#### RECORD EXCERPTS ####

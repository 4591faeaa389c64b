//! fleetwatch: poll a fleet's hardware telemetry, flag threshold breaches and
//! open a helpdesk ticket only for problems that have not been reported yet.

pub mod condition;
pub mod config;
pub mod diff;
pub mod error;
pub mod exceptions;
pub mod history;
pub mod inventory;
pub mod monitor;
pub mod notify;
pub mod store;
pub mod thresholds;
pub mod types;

pub use error::{FleetError, Result};
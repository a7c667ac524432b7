//! Gimbal control task
//!
//! Runs the control loop forever. Firing blocks the whole executor for the
//! length of the shot, which is fine since this is the only task.

use defmt::*;
use embassy_futures::yield_now;
use embassy_rp::pwm::PwmOutput;
use embassy_time::Delay;

use vortex_core::control::{GimbalController, Iteration};
use vortex_drivers::{ButtonTrigger, GpioSolenoid, PwmServo};
use vortex_hal_rp2040::{RpInput, RpOutput};

/// The controller as wired on the RP2040 board
pub type Gimbal = GimbalController<
    RpInput,
    GpioSolenoid<RpOutput>,
    ButtonTrigger<RpInput>,
    PwmServo<PwmOutput<'static>>,
    Delay,
>;

/// Bring the gimbal up and run the control loop
pub async fn gimbal_loop(mut gimbal: Gimbal) -> ! {
    info!("Gimbal task started");

    gimbal.startup();
    info!("ready");

    let mut last = Iteration::default();

    loop {
        let iteration = gimbal.step();

        if iteration.moved_from(&last) {
            debug!("pan={} tilt={}", iteration.pan, iteration.tilt);
        }
        if iteration.fired {
            info!("Fired (shot {})", gimbal.shots());
        }
        last = iteration;

        yield_now().await;
    }
}
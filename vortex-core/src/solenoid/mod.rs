//! Solenoid bank control

pub mod sequencer;

pub use sequencer::{FireCommand, SolenoidBank};
//! Control loop

pub mod gimbal;

pub use gimbal::{GimbalController, GimbalHardware, Iteration};
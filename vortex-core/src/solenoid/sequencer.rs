//! Solenoid firing sequence
//!
//! All solenoids in the bank are switched together: energize every output,
//! hold for `high_ms`, release every output, then hold for `low_ms` so the
//! plungers return before anything else happens. The whole sequence blocks
//! the caller; there is no abort path.

use embedded_hal::delay::DelayNs;
use heapless::Vec;

use crate::config::MAX_SOLENOIDS;
use crate::traits::SolenoidOutput;

#[cfg(feature = "serde")]
use serde::{Deserialize, Serialize};

/// Timing of one vortex shot
#[derive(Debug, Clone, Copy, PartialEq, Eq)]
#[cfg_attr(feature = "defmt", derive(defmt::Format))]
#[cfg_attr(feature = "serde", derive(Serialize, Deserialize))]
#[cfg_attr(feature = "serde", serde(default))]
pub struct FireCommand {
    /// Time the solenoids are held energized
    pub high_ms: u32,
    /// Recovery time after release
    pub low_ms: u32,
}

impl Default for FireCommand {
    fn default() -> Self {
        Self {
            high_ms: 300,
            low_ms: 100,
        }
    }
}

impl FireCommand {
    /// Create a fire command
    pub const fn new(high_ms: u32, low_ms: u32) -> Self {
        Self { high_ms, low_ms }
    }
}

/// A group of solenoids that are always driven as one
pub struct SolenoidBank<S> {
    outputs: Vec<S, MAX_SOLENOIDS>,
}

impl<S: SolenoidOutput> SolenoidBank<S> {
    /// Create a bank from its outputs
    pub fn new(outputs: Vec<S, MAX_SOLENOIDS>) -> Self {
        Self { outputs }
    }

    /// Add an output to the bank
    ///
    /// Returns the output back if the bank is full.
    pub fn push(&mut self, output: S) -> Result<(), S> {
        self.outputs.push(output)
    }

    /// Number of solenoids in the bank
    pub fn len(&self) -> usize {
        self.outputs.len()
    }

    /// Check if the bank has no solenoids
    pub fn is_empty(&self) -> bool {
        self.outputs.is_empty()
    }

    /// Fire one shot, blocking for `high_ms + low_ms`
    pub fn fire<D: DelayNs>(&mut self, delay: &mut D, command: FireCommand) {
        self.set_all(true);
        delay.delay_ms(command.high_ms);
        self.set_all(false);
        delay.delay_ms(command.low_ms);
    }

    /// Release every solenoid and wait `settle_ms`
    pub fn all_off<D: DelayNs>(&mut self, delay: &mut D, settle_ms: u32) {
        self.set_all(false);
        delay.delay_ms(settle_ms);
    }

    /// Check if every solenoid is energized
    pub fn is_energized(&self) -> bool {
        !self.outputs.is_empty() && self.outputs.iter().all(|s| s.is_energized())
    }

    /// Check if every solenoid is released
    pub fn is_idle(&self) -> bool {
        self.outputs.iter().all(|s| !s.is_energized())
    }

    fn set_all(&mut self, on: bool) {
        for output in self.outputs.iter_mut() {
            output.set_energized(on);
        }
    }
}

#[cfg(test)]
mod tests {
    use super::*;
    use core::cell::Cell;

    struct MockSolenoid<'a>(&'a Cell<bool>);

    impl SolenoidOutput for MockSolenoid<'_> {
        fn set_energized(&mut self, on: bool) {
            self.0.set(on);
        }

        fn is_energized(&self) -> bool {
            self.0.get()
        }
    }

    /// Delay that snapshots the bank each time it is asked to wait
    struct MockDelay<'a> {
        lines: &'a [Cell<bool>],
        waits: Vec<(u32, bool), 8>,
    }

    impl<'a> MockDelay<'a> {
        fn new(lines: &'a [Cell<bool>]) -> Self {
            Self {
                lines,
                waits: Vec::new(),
            }
        }
    }

    impl DelayNs for MockDelay<'_> {
        fn delay_ns(&mut self, ns: u32) {
            let all_on = self.lines.iter().all(|l| l.get());
            let _ = self.waits.push((ns / 1_000_000, all_on));
        }
    }

    fn bank(lines: &[Cell<bool>]) -> SolenoidBank<MockSolenoid<'_>> {
        let mut bank = SolenoidBank::new(Vec::new());
        for line in lines {
            assert!(bank.push(MockSolenoid(line)).is_ok());
        }
        bank
    }

    #[test]
    fn test_fire_reference_timing() {
        let lines: [Cell<bool>; 4] = Default::default();
        let mut bank = bank(&lines);
        let mut delay = MockDelay::new(&lines);

        bank.fire(&mut delay, FireCommand::default());

        // All four were on together for the high phase, all off for the low phase
        assert_eq!(delay.waits.as_slice(), &[(300, true), (100, false)]);
        assert!(lines.iter().all(|l| !l.get()));
        assert!(bank.is_idle());
    }

    #[test]
    fn test_fire_custom_timing() {
        let lines: [Cell<bool>; 2] = Default::default();
        let mut bank = bank(&lines);
        let mut delay = MockDelay::new(&lines);

        bank.fire(&mut delay, FireCommand::new(50, 0));

        assert_eq!(delay.waits.as_slice(), &[(50, true), (0, false)]);
        assert!(bank.is_idle());
    }

    #[test]
    fn test_all_off_releases_everything() {
        let lines: [Cell<bool>; 4] = Default::default();
        lines[1].set(true);
        lines[3].set(true);
        let mut bank = bank(&lines);
        let mut delay = MockDelay::new(&lines);

        assert!(!bank.is_idle());
        bank.all_off(&mut delay, 100);

        assert!(bank.is_idle());
        assert!(!bank.is_energized());
        assert_eq!(delay.waits.as_slice(), &[(100, false)]);
    }

    #[test]
    fn test_bank_capacity() {
        let lines: [Cell<bool>; MAX_SOLENOIDS + 1] = Default::default();
        let mut bank = SolenoidBank::new(Vec::new());
        for line in &lines[..MAX_SOLENOIDS] {
            assert!(bank.push(MockSolenoid(line)).is_ok());
        }
        assert!(bank.push(MockSolenoid(&lines[MAX_SOLENOIDS])).is_err());
        assert_eq!(bank.len(), MAX_SOLENOIDS);
    }

    #[test]
    fn test_empty_bank_is_never_energized() {
        let bank: SolenoidBank<MockSolenoid<'_>> = SolenoidBank::new(Vec::new());
        assert!(bank.is_empty());
        assert!(bank.is_idle());
        assert!(!bank.is_energized());
    }
}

####

**ASSIGNMENT:** Give the number of lines in the data above that include the word "config", with no other words.

**SOLUTION FOR THIS TASK:** 2